■ ASSIGNED TASK: Each entry below should be retyped exactly as given.

■ SUPPLIED MATERIAL:
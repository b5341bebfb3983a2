use rocket_db_pools::{Database, sqlx};

#[derive(Database)]
#[database("bookshelf_db")]
pub struct BookshelfDb(sqlx::PgPool);
use rocket::serde::json::Json;
use rocket::{delete, get, post};
use rocket_db_pools::{Connection, sqlx};
use rocket_okapi::okapi::schemars::JsonSchema;
use rocket_okapi::openapi;
use serde::{Deserialize, Serialize};
use uuid::Uuid;

use crate::auth::AuthError;
use crate::auth::guards::{CurrentUser, MEMBER_ROLES};
use crate::auth::responses::MessageResponse;
use crate::db::BookshelfDb;
use crate::error::ApiError;
use crate::models::{ApiResponse, Review};

const REVIEW_COLUMNS: &str = "uid, rating, review_text, user_uid, book_uid, created_at, updated_at";

#[derive(Debug, Clone, Serialize, Deserialize, JsonSchema)]
pub struct ReviewCreate {
    /// Star rating between 1 and 5.
    pub rating: i32,
    pub review_text: String,
}

/// List every review, newest first.
#[openapi(tag = "Reviews")]
#[get("/reviews")]
pub async fn list_reviews(
    mut db: Connection<BookshelfDb>,
    user: CurrentUser,
) -> Result<Json<ApiResponse<Vec<Review>>>, ApiError> {
    user.authorize(MEMBER_ROLES)?;

    let reviews: Vec<Review> = sqlx::query_as(&format!(
        "SELECT {REVIEW_COLUMNS} FROM reviews ORDER BY created_at DESC"
    ))
    .fetch_all(&mut **db)
    .await?;

    Ok(Json(ApiResponse::new(reviews)))
}

/// Fetch one review.
#[openapi(tag = "Reviews")]
#[get("/reviews/<review_uid>")]
pub async fn get_review(
    review_uid: Uuid,
    mut db: Connection<BookshelfDb>,
    user: CurrentUser,
) -> Result<Json<Review>, ApiError> {
    user.authorize(MEMBER_ROLES)?;

    let review: Review = sqlx::query_as(&format!(
        "SELECT {REVIEW_COLUMNS} FROM reviews WHERE uid = $1"
    ))
    .bind(review_uid)
    .fetch_optional(&mut **db)
    .await?
    .ok_or_else(|| ApiError::NotFound(format!("Review '{review_uid}' not found")))?;

    Ok(Json(review))
}

/// Attach a review by the current user to a book.
#[openapi(tag = "Reviews")]
#[post("/books/<book_uid>/reviews", data = "<payload>")]
pub async fn add_review_to_book(
    book_uid: Uuid,
    payload: Json<ReviewCreate>,
    mut db: Connection<BookshelfDb>,
    user: CurrentUser,
) -> Result<Json<Review>, ApiError> {
    user.authorize(MEMBER_ROLES)?;

    if !(1..=5).contains(&payload.rating) {
        return Err(ApiError::BadRequest(
            "Rating must be between 1 and 5".into(),
        ));
    }

    let book_exists: bool =
        sqlx::query_scalar("SELECT EXISTS (SELECT 1 FROM books WHERE uid = $1)")
            .bind(book_uid)
            .fetch_one(&mut **db)
            .await?;
    if !book_exists {
        return Err(ApiError::NotFound(format!("Book '{book_uid}' not found")));
    }

    let review: Review = sqlx::query_as(&format!(
        "INSERT INTO reviews (rating, review_text, user_uid, book_uid) \
         VALUES ($1, $2, $3, $4) RETURNING {REVIEW_COLUMNS}"
    ))
    .bind(payload.rating)
    .bind(&payload.review_text)
    .bind(user.0.uid)
    .bind(book_uid)
    .fetch_one(&mut **db)
    .await?;

    Ok(Json(review))
}

/// Delete a review. Only its author may remove it.
#[openapi(tag = "Reviews")]
#[delete("/reviews/<review_uid>")]
pub async fn delete_review(
    review_uid: Uuid,
    mut db: Connection<BookshelfDb>,
    user: CurrentUser,
) -> Result<Json<MessageResponse>, ApiError> {
    user.authorize(MEMBER_ROLES)?;

    let review: Review = sqlx::query_as(&format!(
        "SELECT {REVIEW_COLUMNS} FROM reviews WHERE uid = $1"
    ))
    .bind(review_uid)
    .fetch_optional(&mut **db)
    .await?
    .ok_or_else(|| ApiError::NotFound(format!("Review '{review_uid}' not found")))?;

    if review.user_uid != Some(user.0.uid) {
        return Err(ApiError::Auth(AuthError::InsufficientPermission));
    }

    sqlx::query("DELETE FROM reviews WHERE uid = $1")
        .bind(review_uid)
        .execute(&mut **db)
        .await?;

    Ok(Json(MessageResponse::new("Successfully deleted review")))
}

■ RESPONSE AREA:
repository b5341bebfb3983a2
use rocket_db_pools::{Database, sqlx};

#[derive(Database)]
#[database("bookshelf_db")]
pub struct BookshelfDb(sqlx::PgPool);
use rocket::serde::json::Json;
use rocket::{delete, get, post};
use rocket_db_pools::{Connection, sqlx};
use rocket_okapi::okapi::schemars::JsonSchema;
use rocket_okapi::openapi;
use serde::{Deserialize, Serialize};
use uuid::Uuid;

use crate::auth::AuthError;
use crate::auth::guards::{CurrentUser, MEMBER_ROLES};
use crate::auth::responses::MessageResponse;
use crate::db::BookshelfDb;
use crate::error::ApiError;
use crate::models::{ApiResponse, Review};

const REVIEW_COLUMNS: &str = "uid, rating, review_text, user_uid, book_uid, created_at, updated_at";

#[derive(Debug, Clone, Serialize, Deserialize, JsonSchema)]
pub struct ReviewCreate {
    /// Star rating between 1 and 5.
    pub rating: i32,
    pub review_text: String,
}

/// List every review, newest first.
#[openapi(tag = "Reviews")]
#[get("/reviews")]
pub async fn list_reviews(
    mut db: Connection<BookshelfDb>,
    user: CurrentUser,
) -> Result<Json<ApiResponse<Vec<Review>>>, ApiError> {
    user.authorize(MEMBER_ROLES)?;

    let reviews: Vec<Review> = sqlx::query_as(&format!(
        "SELECT {REVIEW_COLUMNS} FROM reviews ORDER BY created_at DESC"
    ))
    .fetch_all(&mut **db)
    .await?;

    Ok(Json(ApiResponse::new(reviews)))
}

/// Fetch one review.
#[openapi(tag = "Reviews")]
#[get("/reviews/<review_uid>")]
pub async fn get_review(
    review_uid: Uuid,
    mut db: Connection<BookshelfDb>,
    user: CurrentUser,
) -> Result<Json<Review>, ApiError> {
    user.authorize(MEMBER_ROLES)?;

    let review: Review = sqlx::query_as(&format!(
        "SELECT {REVIEW_COLUMNS} FROM reviews WHERE uid = $1"
    ))
    .bind(review_uid)
    .fetch_optional(&mut **db)
    .await?
    .ok_or_else(|| ApiError::NotFound(format!("Review '{review_uid}' not found")))?;

    Ok(Json(review))
}

/// Attach a review by the current user to a book.
#[openapi(tag = "Reviews")]
#[post("/books/<book_uid>/reviews", data = "<payload>")]
pub async fn add_review_to_book(
    book_uid: Uuid,
    payload: Json<ReviewCreate>,
    mut db: Connection<BookshelfDb>,
    user: CurrentUser,
) -> Result<Json<Review>, ApiError> {
    user.authorize(MEMBER_ROLES)?;

    if !(1..=5).contains(&payload.rating) {
        return Err(ApiError::BadRequest(
            "Rating must be between 1 and 5".into(),
        ));
    }

    let book_exists: bool =
        sqlx::query_scalar("SELECT EXISTS (SELECT 1 FROM books WHERE uid = $1)")
            .bind(book_uid)
            .fetch_one(&mut **db)
            .await?;
    if !book_exists {
        return Err(ApiError::NotFound(format!("Book '{book_uid}' not found")));
    }

    let review: Review = sqlx::query_as(&format!(
        "INSERT INTO reviews (rating, review_text, user_uid, book_uid) \
         VALUES ($1, $2, $3, $4) RETURNING {REVIEW_COLUMNS}"
    ))
    .bind(payload.rating)
    .bind(&payload.review_text)
    .bind(user.0.uid)
    .bind(book_uid)
    .fetch_one(&mut **db)
    .await?;

    Ok(Json(review))
}

/// Delete a review. Only its author may remove it.
#[openapi(tag = "Reviews")]
#[delete("/reviews/<review_uid>")]
pub async fn delete_review(
    review_uid: Uuid,
    mut db: Connection<BookshelfDb>,
    user: CurrentUser,
) -> Result<Json<MessageResponse>, ApiError> {
    user.authorize(MEMBER_ROLES)?;

    let review: Review = sqlx::query_as(&format!(
        "SELECT {REVIEW_COLUMNS} FROM reviews WHERE uid = $1"
    ))
    .bind(review_uid)
    .fetch_optional(&mut **db)
    .await?
    .ok_or_else(|| ApiError::NotFound(format!("Review '{review_uid}' not found")))?;

    if review.user_uid != Some(user.0.uid) {
        return Err(ApiError::Auth(AuthError::InsufficientPermission));
    }

    sqlx::query("DELETE FROM reviews WHERE uid = $1")
        .bind(review_uid)
        .execute(&mut **db)
        .await?;

    Ok(Json(MessageResponse::new("Successfully deleted review")))
}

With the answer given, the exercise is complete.